I had never seen an elephant in the wild. On the way to Amboseli National Park to see his sister, Joyce, I saw my first bull. I immediately got teary-eyed. The fact that this magnificent creature still roamed the land freely was overwhelming. On that trip, Africa entered into my blood, and together we continue to explore and discover her beauty.

One place that holds our curiosity is Ruaha National Park.  Ruaha is the largest of Tanzania’s National Parks, and it is named after the 300-mile long Great Ruaha River.  Located in the southwestern region of Tanzania, the river flows from the Kipengere Mountains.

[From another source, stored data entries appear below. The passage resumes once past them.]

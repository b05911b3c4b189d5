//! Time-of-week classification for occupancy estimates.

use chrono::{Datelike, NaiveTime, Weekday};

use crate::domain::RailTime;

fn hm(hour: u32, minute: u32) -> NaiveTime {
    NaiveTime::from_hms_opt(hour, minute, 0).unwrap_or(NaiveTime::MIN)
}

fn is_weekend(at: RailTime) -> bool {
    matches!(at.date().weekday(), Weekday::Sat | Weekday::Sun)
}

/// Coarse period used by the occupancy matrix.
#[derive(Debug, Clone, Copy, PartialEq, Eq, Hash, PartialOrd, Ord)]
pub enum TimePeriod {
    /// 05:30 to 08:30 on weekdays
    MorningPeak,
    /// 09:00 to 15:00 on weekdays
    Midday,
    /// 15:30 to 19:00 on weekdays
    EveningPeak,
    /// Any other weekday time, including the gaps between the windows above
    Night,
    Weekend,
}

impl TimePeriod {
    /// Classify a reference time. Weekends override time of day.
    pub fn of(at: RailTime) -> Self {
        if is_weekend(at) {
            return TimePeriod::Weekend;
        }

        let t = at.time();
        if t >= hm(5, 30) && t < hm(8, 30) {
            TimePeriod::MorningPeak
        } else if t >= hm(9, 0) && t < hm(15, 0) {
            TimePeriod::Midday
        } else if t >= hm(15, 30) && t < hm(19, 0) {
            TimePeriod::EveningPeak
        } else {
            TimePeriod::Night
        }
    }

    pub fn as_str(&self) -> &'static str {
        match self {
            TimePeriod::MorningPeak => "morning_peak",
            TimePeriod::Midday => "midday",
            TimePeriod::EveningPeak => "evening_peak",
            TimePeriod::Night => "night",
            TimePeriod::Weekend => "weekend",
        }
    }
}

/// Finer bands used by the profile estimator.
///
/// Unlike [`TimePeriod`] the weekday bands tile the day with no gaps, which
/// lets the off-peak baseline tell the lunch crowd from the shoulder hours.
#[derive(Debug, Clone, Copy, PartialEq, Eq, Hash, PartialOrd, Ord)]
pub enum TimeBand {
    MorningPeak,
    EarlyMidday,
    Lunch,
    LateMidday,
    EveningPeak,
    Night,
    Weekend,
}

impl TimeBand {
    pub fn of(at: RailTime) -> Self {
        if is_weekend(at) {
            return TimeBand::Weekend;
        }

        let t = at.time();
        if t >= hm(5, 30) && t < hm(8, 30) {
            TimeBand::MorningPeak
        } else if t >= hm(8, 30) && t < hm(12, 0) {
            TimeBand::EarlyMidday
        } else if t >= hm(12, 0) && t < hm(14, 0) {
            TimeBand::Lunch
        } else if t >= hm(14, 0) && t < hm(15, 30) {
            TimeBand::LateMidday
        } else if t >= hm(15, 30) && t < hm(19, 0) {
            TimeBand::EveningPeak
        } else {
            TimeBand::Night
        }
    }

    /// True for the weekday rush-hour bands.
    pub fn is_peak(&self) -> bool {
        matches!(self, TimeBand::MorningPeak | TimeBand::EveningPeak)
    }
}
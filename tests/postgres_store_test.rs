mod common;

use palindrome_messages::store::{MessageStore, PostgresMessageStore, StoreConfig, StoreError};
use testcontainers::clients::Cli;

// Macro to set up test environment
// Note: This keeps _docker and _container alive for the duration of the test
macro_rules! setup_test {
    ($docker:ident, $container:ident, $store:ident) => {
        let $docker = Cli::default();
        let $container = $docker.run(common::create_postgres_container());

        let host_port = $container.get_host_port_ipv4(common::POSTGRES_PORT);
        let connection_string = common::build_connection_string("127.0.0.1", host_port);
        let $store = common::connect_with_retry(&connection_string).await;
        $store.ensure_schema().await.unwrap();
    };
}

#[tokio::test]
async fn test_connect_fails_for_unreachable_server() {
    let config = StoreConfig {
        host: "127.0.0.1".to_string(),
        port: 1,
        ..Default::default()
    };

    let err = PostgresMessageStore::connect(config).await.err().unwrap();
    assert!(matches!(err, StoreError::Connection(_)));
}

#[tokio::test]
async fn test_ensure_schema_is_idempotent() {
    setup_test!(_docker, _container, store);

    store.ensure_schema().await.expect("second schema creation failed");
    assert!(store.list().await.unwrap().is_empty());
}

#[tokio::test]
async fn test_insert_and_get() {
    setup_test!(_docker, _container, store);

    let saved = store.insert("abcba".to_string()).await.unwrap();
    assert!(saved.id > 0);
    assert_eq!(saved.body, "abcba");
    assert!(!saved.is_palindrome);

    let fetched = store.get(saved.id).await.unwrap();
    assert_eq!(fetched, saved);
}

#[tokio::test]
async fn test_list_returns_all_in_id_order() {
    setup_test!(_docker, _container, store);

    let first = store.insert("one".to_string()).await.unwrap();
    let second = store.insert("two".to_string()).await.unwrap();
    let third = store.insert("three".to_string()).await.unwrap();

    let all = store.list().await.unwrap();
    assert_eq!(all, vec![first, second, third]);
}

#[tokio::test]
async fn test_get_missing_is_not_found() {
    setup_test!(_docker, _container, store);

    let err = store.get(12345).await.unwrap_err();
    assert!(matches!(err, StoreError::NotFound(12345)));

    let err = store.get(-1).await.unwrap_err();
    assert!(matches!(err, StoreError::NotFound(-1)));
}

#[tokio::test]
async fn test_delete_then_delete_again() {
    setup_test!(_docker, _container, store);

    let saved = store.insert("temporary".to_string()).await.unwrap();

    store.delete(saved.id).await.expect("first delete failed");
    assert!(matches!(store.delete(saved.id).await.unwrap_err(), StoreError::NotFound(_)));
    assert!(matches!(store.get(saved.id).await.unwrap_err(), StoreError::NotFound(_)));
}

#[tokio::test]
async fn test_unicode_body_round_trips() {
    setup_test!(_docker, _container, store);

    let saved = store.insert("日本語 ✓".to_string()).await.unwrap();
    assert_eq!(store.get(saved.id).await.unwrap().body, "日本語 ✓");
}
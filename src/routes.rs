// Route definitions

use crate::handlers;
use crate::store::SharedStore;
use std::convert::Infallible;
use warp::Filter;

pub fn configure_routes(
    store: SharedStore,
) -> impl Filter<Extract = impl warp::Reply, Error = warp::Rejection> + Clone {
    let messages = warp::path("messages");

    // GET /messages
    let list_messages = messages
        .and(warp::path::end())
        .and(warp::get())
        .and(with_store(store.clone()))
        .and_then(handlers::list_messages_handler);

    // POST /messages
    let create_message = messages
        .and(warp::path::end())
        .and(warp::post())
        .and(with_store(store.clone()))
        .and(warp::body::stream())
        .and_then(handlers::create_message_handler);

    // GET /messages/{id}
    // The id is taken as a raw segment so a non-numeric id is a 400, not a 404
    let get_message = messages
        .and(warp::path::param::<String>())
        .and(warp::path::end())
        .and(warp::get())
        .and(with_store(store.clone()))
        .and_then(handlers::get_message_handler);

    // DELETE /messages/{id}
    let delete_message = messages
        .and(warp::path::param::<String>())
        .and(warp::path::end())
        .and(warp::delete())
        .and(with_store(store))
        .and_then(handlers::delete_message_handler);

    list_messages
        .or(create_message)
        .or(get_message)
        .or(delete_message)
}

fn with_store(store: SharedStore) -> impl Filter<Extract = (SharedStore,), Error = Infallible> + Clone {
    warp::any().map(move || store.clone())
}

Our visit coincided with the dry season; during this time of year, the remaining pools of water provide life for myriad wildlife and fish.

The Park has a variety of topography and plant life.  Baobab trees dot the landscape that is intersected by many sand rivers. There are the iconic big cats: lion, cheetah and leopard. Plus, there are thousands of elephants and over 500 species of birds.


In the shadow of a Baobab tree in Ruaha National Park.

We planned to stay for a few days and camp along the river at one of the public campsites. However, when we arrived, we were surprised to see the river was nearly dried up.  Later we learned that since the early 1990’s, the Great Ruaha River is no longer so great. Poor water management upstream has wreaked havoc on river flows. Rice farming and livestock require huge quantities of water and without proper controls, the Park’s wildlife has suffered. Fortunately, there is an effort to address the issue and hopefully the great river can return to its former healthy state.


Barabaig women selling beaded jewelry and baskets.

Traveling farther north from Ruaha, we stopped in Iringa for supplies and then carried on to our next destination: Manyara Ranch Conservancy, the place Ernest Hemingway said was “the loveliest I’ve seen in Africa.”

Manyara Ranch is a 35,000 acre wildlife conservancy established by African Wildlife Foundation. The area is located between the wildlife corridors of Tarangire and Manyara National Parks.  Without this vital corridor, wildlife would not be able to make their yearly migrations between the two parks.


Walking safari at Manyara Ranch Conservancy.

National parks are tremendously important for the protection of wildlife, but the land surrounding them is crucial as well.  Without buffer zones, animals cannot move freely as seasonal rains and grasses dictate. Manyara was a former cattle ranch and today the tradition continues but to a lesser degree.


Herding cattle at Manyara.

The main purpose of our visit to Manyara was for Bob to mentor a young filmmaker who won National Geographic’s Wild to Inspire contest at the Sun Valley Film Festival.  We spent a week with a talented film school graduate, Dan Duran.  Working with Dan gave us the opportunity to meet many of the people involved with management of the ranch, along with scientists and the rangers who protect the wildlife there.


One of the local Massai people.

Manyara was the perfect bookend to the start of our journey in Gorongosa National Park where like-minded people are working hard to preserve wildlife and provide opportunities for the communities that live around the Park.